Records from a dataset
....
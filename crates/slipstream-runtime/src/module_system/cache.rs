// This Source Code Form is subject to the terms of the Mozilla Public
// License, v. 2.0. If a copy of the MPL was not distributed with this
// file, You can obtain one at https://mozilla.org/MPL/2.0/.
//
// Copyright (c) 2025 Pegasus Heavy Industries, LLC

//! Module cache for require()

use std::collections::HashMap;
use std::path::PathBuf;

use slipstream_engine::Value;

/// Cached module entry
#[derive(Debug, Clone)]
pub struct CachedModule {
    /// The module's exports
    pub exports: Value,
    /// The module's filename
    pub filename: PathBuf,
    /// Whether the module has finished loading
    pub loaded: bool,
}

/// Per-runtime module cache.
///
/// Entries are inserted before the module body runs, so circular requires
/// observe the in-progress exports object instead of recursing forever.
#[derive(Debug, Default)]
pub struct ModuleCache {
    cache: HashMap<PathBuf, CachedModule>,
}

impl ModuleCache {
    /// Create a new empty cache
    pub fn new() -> Self {
        Self::default()
    }

    /// Get a cached module by path
    pub fn get(&self, path: &PathBuf) -> Option<&CachedModule> {
        self.cache.get(path)
    }

    /// Check if a module is cached
    pub fn has(&self, path: &PathBuf) -> bool {
        self.cache.contains_key(path)
    }

    /// Add a module to the cache
    pub fn set(&mut self, path: PathBuf, module: CachedModule) {
        self.cache.insert(path, module);
    }

    /// Remove a module from the cache
    pub fn delete(&mut self, path: &PathBuf) -> Option<CachedModule> {
        self.cache.remove(path)
    }

    /// Clear the entire cache
    pub fn clear(&mut self) {
        self.cache.clear();
    }

    /// Get the number of cached modules
    pub fn len(&self) -> usize {
        self.cache.len()
    }

    /// Check if the cache is empty
    pub fn is_empty(&self) -> bool {
        self.cache.is_empty()
    }
}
....
> **Aim of the exercise**:
The expected answer is an exact copy of the lines above, beginning at the line with "#[derive(Debug, Clone)]" and ending at the line with "so circular requires", with both ends in.

> **Reply to the task**:
#[derive(Debug, Clone)]
pub struct CachedModule {
    /// The module's exports
    pub exports: Value,
    /// The module's filename
    pub filename: PathBuf,
    /// Whether the module has finished loading
    pub loaded: bool,
}

/// Per-runtime module cache.
///
/// Entries are inserted before the module body runs, so circular requires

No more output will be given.